▶ YOUR GOAL: Among the lines of data below, reproduce only those from the one with "let rate = Cell::new(0.0);" through the one with "let ticks = control.iterate();", exactly as they stand, both ends included.

Saved data entries:
--

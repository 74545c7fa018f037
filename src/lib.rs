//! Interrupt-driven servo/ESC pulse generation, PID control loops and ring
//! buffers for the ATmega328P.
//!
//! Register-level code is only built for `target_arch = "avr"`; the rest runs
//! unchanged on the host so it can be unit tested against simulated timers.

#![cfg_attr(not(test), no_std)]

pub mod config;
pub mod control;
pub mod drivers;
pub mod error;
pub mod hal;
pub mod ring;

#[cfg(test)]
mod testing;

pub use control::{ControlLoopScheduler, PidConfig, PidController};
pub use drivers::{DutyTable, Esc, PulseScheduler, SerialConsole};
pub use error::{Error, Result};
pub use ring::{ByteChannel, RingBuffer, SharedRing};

--

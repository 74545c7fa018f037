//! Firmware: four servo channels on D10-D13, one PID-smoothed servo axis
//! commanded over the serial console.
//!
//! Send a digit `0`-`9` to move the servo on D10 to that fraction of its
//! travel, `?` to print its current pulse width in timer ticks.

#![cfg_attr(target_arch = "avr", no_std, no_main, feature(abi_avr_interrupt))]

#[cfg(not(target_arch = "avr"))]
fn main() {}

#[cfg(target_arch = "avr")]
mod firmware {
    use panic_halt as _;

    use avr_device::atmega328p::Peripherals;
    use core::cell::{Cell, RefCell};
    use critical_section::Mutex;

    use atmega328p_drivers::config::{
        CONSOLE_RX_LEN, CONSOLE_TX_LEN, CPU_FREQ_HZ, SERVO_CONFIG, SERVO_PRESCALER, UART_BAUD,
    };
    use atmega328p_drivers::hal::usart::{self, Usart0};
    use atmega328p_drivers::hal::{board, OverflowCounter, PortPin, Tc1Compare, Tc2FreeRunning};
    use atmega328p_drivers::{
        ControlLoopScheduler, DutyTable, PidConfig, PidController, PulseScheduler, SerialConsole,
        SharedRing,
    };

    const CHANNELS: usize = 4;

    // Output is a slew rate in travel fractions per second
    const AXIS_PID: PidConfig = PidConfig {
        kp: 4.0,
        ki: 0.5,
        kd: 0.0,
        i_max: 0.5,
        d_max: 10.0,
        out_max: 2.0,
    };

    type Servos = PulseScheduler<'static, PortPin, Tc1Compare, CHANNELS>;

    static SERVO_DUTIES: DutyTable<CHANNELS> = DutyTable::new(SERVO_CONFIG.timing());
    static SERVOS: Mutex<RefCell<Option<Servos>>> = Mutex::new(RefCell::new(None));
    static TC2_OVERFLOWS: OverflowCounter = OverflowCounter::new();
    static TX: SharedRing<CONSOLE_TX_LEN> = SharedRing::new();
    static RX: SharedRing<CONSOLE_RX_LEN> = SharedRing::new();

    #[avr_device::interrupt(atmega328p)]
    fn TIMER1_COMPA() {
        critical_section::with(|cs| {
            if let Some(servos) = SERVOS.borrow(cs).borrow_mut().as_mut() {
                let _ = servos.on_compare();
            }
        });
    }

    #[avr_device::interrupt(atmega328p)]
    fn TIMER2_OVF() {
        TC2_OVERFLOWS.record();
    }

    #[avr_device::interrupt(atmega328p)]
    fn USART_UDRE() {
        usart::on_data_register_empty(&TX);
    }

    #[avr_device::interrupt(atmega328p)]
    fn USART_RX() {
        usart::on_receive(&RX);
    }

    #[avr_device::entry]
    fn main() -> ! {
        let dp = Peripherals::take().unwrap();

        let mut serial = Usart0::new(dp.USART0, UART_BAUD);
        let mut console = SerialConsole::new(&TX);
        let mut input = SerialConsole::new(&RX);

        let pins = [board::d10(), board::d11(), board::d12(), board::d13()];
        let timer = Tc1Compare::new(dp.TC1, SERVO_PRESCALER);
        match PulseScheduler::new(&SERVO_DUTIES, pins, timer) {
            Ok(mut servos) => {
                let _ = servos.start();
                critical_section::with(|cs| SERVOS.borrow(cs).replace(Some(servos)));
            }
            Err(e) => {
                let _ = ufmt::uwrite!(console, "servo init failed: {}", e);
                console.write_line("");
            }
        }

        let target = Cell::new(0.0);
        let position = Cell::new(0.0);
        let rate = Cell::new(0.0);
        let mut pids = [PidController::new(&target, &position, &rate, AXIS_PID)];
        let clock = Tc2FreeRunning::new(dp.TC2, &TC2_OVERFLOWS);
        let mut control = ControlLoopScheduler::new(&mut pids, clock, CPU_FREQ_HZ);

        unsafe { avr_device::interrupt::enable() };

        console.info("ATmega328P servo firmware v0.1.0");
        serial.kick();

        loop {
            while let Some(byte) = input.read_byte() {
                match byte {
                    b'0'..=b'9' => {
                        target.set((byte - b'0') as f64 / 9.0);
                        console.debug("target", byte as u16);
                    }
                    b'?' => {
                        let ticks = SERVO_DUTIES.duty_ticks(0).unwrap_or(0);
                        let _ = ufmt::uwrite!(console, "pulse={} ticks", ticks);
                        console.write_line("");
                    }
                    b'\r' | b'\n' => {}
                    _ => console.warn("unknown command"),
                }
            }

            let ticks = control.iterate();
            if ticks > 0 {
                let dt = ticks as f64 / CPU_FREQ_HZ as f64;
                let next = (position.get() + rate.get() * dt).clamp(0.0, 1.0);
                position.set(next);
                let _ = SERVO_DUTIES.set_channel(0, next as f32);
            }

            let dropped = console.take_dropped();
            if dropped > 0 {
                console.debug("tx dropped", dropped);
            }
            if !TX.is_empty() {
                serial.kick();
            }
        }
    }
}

--

▶ COMPLETED TASK:
        let rate = Cell::new(0.0);
        let mut pids = [PidController::new(&target, &position, &rate, AXIS_PID)];
        let clock = Tc2FreeRunning::new(dp.TC2, &TC2_OVERFLOWS);
        let mut control = ControlLoopScheduler::new(&mut pids, clock, CPU_FREQ_HZ);

        unsafe { avr_device::interrupt::enable() };

        console.info("ATmega328P servo firmware v0.1.0");
        serial.kick();

        loop {
            while let Some(byte) = input.read_byte() {
                match byte {
                    b'0'..=b'9' => {
                        target.set((byte - b'0') as f64 / 9.0);
                        console.debug("target", byte as u16);
                    }
                    b'?' => {
                        let ticks = SERVO_DUTIES.duty_ticks(0).unwrap_or(0);
                        let _ = ufmt::uwrite!(console, "pulse={} ticks", ticks);
                        console.write_line("");
                    }
                    b'\r' | b'\n' => {}
                    _ => console.warn("unknown command"),
                }
            }

            let ticks = control.iterate();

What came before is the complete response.